Und dann kehrte die Ruhe wieder zurück in ihre kalten Finger. Es hatte aufgehört. Wie viel Zeit war vergangen? Sekunden? Minuten? Diese Augenblicke hatten keine Zeit. Sie waren von einer besitzergreifenden Leere erfüllt, die Alestra jegliches Gefühl für Zeit nahm.

Ihr Blick hatte sich an ihre gekrümmten Hände geheftet, doch nicht sie begehrten ihre Aufmerksamkeit. Es waren ihre Schatten, die sich in der Tür eingenistet hatten, dort, wo sich die Türklinke befand. Nein. Alestra kniff die Augen zusammen. Irgendetwas passte nicht, irgendetwas wollte sie verwirren. Es dauerte ein paar Augenblicke bis es ihr auffiel. Ihre Sinne hatten sie in die Irre geführt, doch jetzt blendete sie die Klarheit. Der Schatten, den die Silhouette ihrer Hände geformt hatte, war eins mit dem der Türklinke, die ihren eigenen verloren hatte. Oder eigentlich hatte ein Teil von Alestra selbst ihren Schatten verloren. Diese aschfahle Blässe war ein Zeichen dafür, aber der verlorene Schatten schien einen anderen gestohlen zu haben.
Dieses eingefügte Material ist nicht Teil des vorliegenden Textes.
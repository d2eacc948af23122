//! Generic projections of schema messages for inspection.
//!
//! Both projections walk the same reflected field tree: each message's
//! serde-derived field list, in declaration (tag) order. The walk treats a
//! field as one of three shapes:
//!
//! - scalar (string, number, bool): `name: value`
//! - nested message: `name { ... }`
//! - repeated: the field repeated once per element
//!
//! Unset optional fields and empty repeated fields are omitted, so the
//! output lists exactly the fields present on the wire. Bytes fields are
//! projected as C-escaped strings of their raw bytes.

use std::fmt::Write;

use serde::ser::SerializeMap;
use serde::{Serialize, Serializer};
use serde_json::{Map, Value};

/// Key that tags an already-escaped bytes field in the reflected tree.
/// Never a valid camelCase field name.
const BYTES_MARKER: &str = "@bytes";

/// Projects a message into a dictionary-like value.
///
/// Nested messages become objects, repeated fields become arrays. Only set
/// fields appear.
pub fn to_value<M: Serialize>(message: &M) -> Value {
    unmark(reflect(message))
}

/// Renders a message as a protobuf text-format style dump.
pub fn to_text<M: Serialize>(message: &M) -> String {
    let mut out = String::new();
    if let Value::Object(fields) = reflect(message) {
        write_fields(&mut out, &fields, 0);
    }
    out
}

/// `serialize_with` helper for optional bytes fields.
pub(crate) fn escaped_bytes<S: Serializer>(
    value: &Option<Vec<u8>>,
    serializer: S,
) -> Result<S::Ok, S::Error> {
    match value {
        Some(bytes) => {
            let mut map = serializer.serialize_map(Some(1))?;
            map.serialize_entry(BYTES_MARKER, &escape(bytes))?;
            map.end()
        }
        None => serializer.serialize_none(),
    }
}

fn reflect<M: Serialize>(message: &M) -> Value {
    serde_json::to_value(message)
        .map(prune)
        .unwrap_or(Value::Null)
}

/// The escaped literal of a tagged bytes field.
fn bytes_literal(value: &Value) -> Option<&str> {
    match value {
        Value::Object(fields) if fields.len() == 1 => fields.get(BYTES_MARKER)?.as_str(),
        _ => None,
    }
}

/// Replaces tagged bytes fields with their escaped string.
fn unmark(value: Value) -> Value {
    if let Some(literal) = bytes_literal(&value) {
        return Value::String(literal.to_string());
    }
    match value {
        Value::Object(fields) => Value::Object(
            fields
                .into_iter()
                .map(|(name, value)| (name, unmark(value)))
                .collect(),
        ),
        Value::Array(items) => Value::Array(items.into_iter().map(unmark).collect()),
        scalar => scalar,
    }
}

/// Drops unset and empty-repeated fields, recursively.
fn prune(value: Value) -> Value {
    match value {
        Value::Object(fields) => Value::Object(
            fields
                .into_iter()
                .map(|(name, value)| (name, prune(value)))
                .filter(|(_, value)| !is_unset(value))
                .collect(),
        ),
        Value::Array(items) => Value::Array(items.into_iter().map(prune).collect()),
        scalar => scalar,
    }
}

fn is_unset(value: &Value) -> bool {
    match value {
        Value::Null => true,
        Value::Array(items) => items.is_empty(),
        _ => false,
    }
}

fn write_fields(out: &mut String, fields: &Map<String, Value>, depth: usize) {
    for (name, value) in fields {
        match value {
            Value::Array(items) => {
                for item in items {
                    write_field(out, name, item, depth);
                }
            }
            single => write_field(out, name, single, depth),
        }
    }
}

fn write_field(out: &mut String, name: &str, value: &Value, depth: usize) {
    let indent = "  ".repeat(depth);
    if let Some(literal) = bytes_literal(value) {
        let _ = writeln!(out, "{}{}: \"{}\"", indent, name, literal);
        return;
    }
    match value {
        Value::Object(fields) => {
            let _ = writeln!(out, "{}{} {{", indent, name);
            write_fields(out, fields, depth + 1);
            let _ = writeln!(out, "{}}}", indent);
        }
        Value::String(s) => {
            let _ = writeln!(out, "{}{}: \"{}\"", indent, name, escape(s.as_bytes()));
        }
        Value::Number(n) => {
            let _ = writeln!(out, "{}{}: {}", indent, name, n);
        }
        Value::Bool(b) => {
            let _ = writeln!(out, "{}{}: {}", indent, name, b);
        }
        // Nested arrays and nulls do not occur in pruned schema messages.
        Value::Array(_) | Value::Null => {}
    }
}

/// C-style escaping as used by protobuf text format. Works on raw bytes;
/// anything outside printable ASCII becomes a three-digit octal escape.
fn escape(bytes: &[u8]) -> String {
    let mut escaped = String::with_capacity(bytes.len());
    for &byte in bytes {
        match byte {
            b'\n' => escaped.push_str("\\n"),
            b'\r' => escaped.push_str("\\r"),
            b'\t' => escaped.push_str("\\t"),
            b'"' => escaped.push_str("\\\""),
            b'\'' => escaped.push_str("\\'"),
            b'\\' => escaped.push_str("\\\\"),
            0x20..=0x7e => escaped.push(byte as char),
            other => {
                let _ = write!(escaped, "\\{:03o}", other);
            }
        }
    }
    escaped
}

#[cfg(test)]
mod tests {
    use super::*;
    use crate::proto::{
        AndroidAppDeliveryData, DeliveryResponse, DocV2, HttpCookie, Payload, PreFetch,
        ResponseWrapper, SearchResponse,
    };
    use serde_json::json;

    fn delivery() -> DeliveryResponse {
        DeliveryResponse {
            status: Some(1),
            app_delivery_data: Some(AndroidAppDeliveryData {
                download_url: Some("https://dl.example/apk".to_string()),
                download_auth_cookie: vec![
                    HttpCookie {
                        name: Some("MarketDA".to_string()),
                        value: Some("abc".to_string()),
                    },
                    HttpCookie {
                        name: Some("Other".to_string()),
                        value: Some("def".to_string()),
                    },
                ],
                ..Default::default()
            }),
        }
    }

    #[test]
    fn test_to_value_lists_only_set_fields() {
        let value = to_value(&delivery());
        assert_eq!(
            value,
            json!({
                "status": 1,
                "appDeliveryData": {
                    "downloadUrl": "https://dl.example/apk",
                    "downloadAuthCookie": [
                        {"name": "MarketDA", "value": "abc"},
                        {"name": "Other", "value": "def"}
                    ]
                }
            })
        );
    }

    #[test]
    fn test_to_value_keeps_empty_but_present_messages() {
        let wrapper = ResponseWrapper {
            payload: Some(Payload::default()),
            ..Default::default()
        };
        assert_eq!(to_value(&wrapper), json!({ "payload": {} }));
    }

    #[test]
    fn test_to_text_nested_and_repeated() {
        let text = to_text(&delivery());
        let expected = "\
status: 1
appDeliveryData {
  downloadUrl: \"https://dl.example/apk\"
  downloadAuthCookie {
    name: \"MarketDA\"
    value: \"abc\"
  }
  downloadAuthCookie {
    name: \"Other\"
    value: \"def\"
  }
}
";
        assert_eq!(text, expected);
    }

    #[test]
    fn test_to_text_field_order_follows_schema() {
        let response = SearchResponse {
            original_query: Some("q".to_string()),
            doc: vec![DocV2 {
                docid: Some("d".to_string()),
                title: Some("T".to_string()),
                ..Default::default()
            }],
            aggregate_query: Some(false),
            ..Default::default()
        };
        let text = to_text(&response);
        let query = text.find("originalQuery").unwrap();
        let aggregate = text.find("aggregateQuery").unwrap();
        let doc = text.find("doc {").unwrap();
        assert!(query < aggregate && aggregate < doc);
    }

    #[test]
    fn test_escape_quotes_and_control_bytes() {
        assert_eq!(escape(b"a\"b\n"), "a\\\"b\\n");
        assert_eq!(escape("é".as_bytes()), "\\303\\251");
    }

    #[test]
    fn test_bytes_fields_keep_every_raw_byte() {
        let entry = PreFetch {
            url: Some("details?doc=a".to_string()),
            response: Some(vec![0x08, 0x96, 0x01]),
            ..Default::default()
        };

        assert_eq!(
            to_text(&entry),
            "url: \"details?doc=a\"\nresponse: \"\\010\\226\\001\"\n"
        );
        assert_eq!(
            to_value(&entry),
            json!({ "url": "details?doc=a", "response": "\\010\\226\\001" })
        );
    }

    #[test]
    fn test_bytes_fields_nested_in_repeated_messages() {
        let wrapper = ResponseWrapper {
            pre_fetch: vec![PreFetch {
                response: Some(vec![0xff, b'a']),
                ..Default::default()
            }],
            ..Default::default()
        };

        assert_eq!(
            to_value(&wrapper),
            json!({ "preFetch": [{ "response": "\\377a" }] })
        );
        assert_eq!(
            to_text(&wrapper),
            "preFetch {\n  response: \"\\377a\"\n}\n"
        );
    }
}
Verwegenheit, sie war eines der wichtigsten Merkmale der Schatten, die Alestra ständig in den Wahnsinn trieb, wenn sie es nicht sofort erkannte.

Es hatte tatsächlich nur wenige Stunden gebraucht, dass alles an diesem Ort ihr wieder klar machte, wie wenig man sie hier haben wollte und wie sehr sie verabscheut werden würde, wenn irgendjemand erfuhr, dass sie anders war. Die Schatten wollten sie nur noch mehr verhöhnen. Der Blick, den sie der Tür schenkte, hätte töten können. Wie sie es doch hasste, wenn es sie einfach überkam und sie nichts dagegen tun konnte. Und dann holte die Klarheit zum zweiten Schlag gegen sie aus.

Früher hatte Alestra ein kleines Büchlein besessen, kein solches wie das, in dem sie heute ihre Aufzeichnungen aufbewahrte, sondern eines, das nur ein wenig größer als ihre Handfläche heute gewesen war. Das Leder, in das es gebunden war, hatte sie selbst dem Tier abgezogen und durch die Einschussstelle ihres Pfeils hatte sie geflochtenes Pferdehaar als ein Lesezeichen gezogen. Damals war es ihr Ein und Alles gewesen, bis sie gemerkt hatte, dass nicht einmal dort ihre Geheimnisse sicher sein konnten, auch wenn sie es den Schatten hatte versiegeln lassen. Das war nicht das Problem gewesen, aber trotzdem hatte das Lesezeichen nie die letzte Seite erreicht. Damals hatte es sie in eine mehr als missliche Lage gebracht, aber vielleicht konnte es im wahrsten Sinne ihr Schlüssel sein.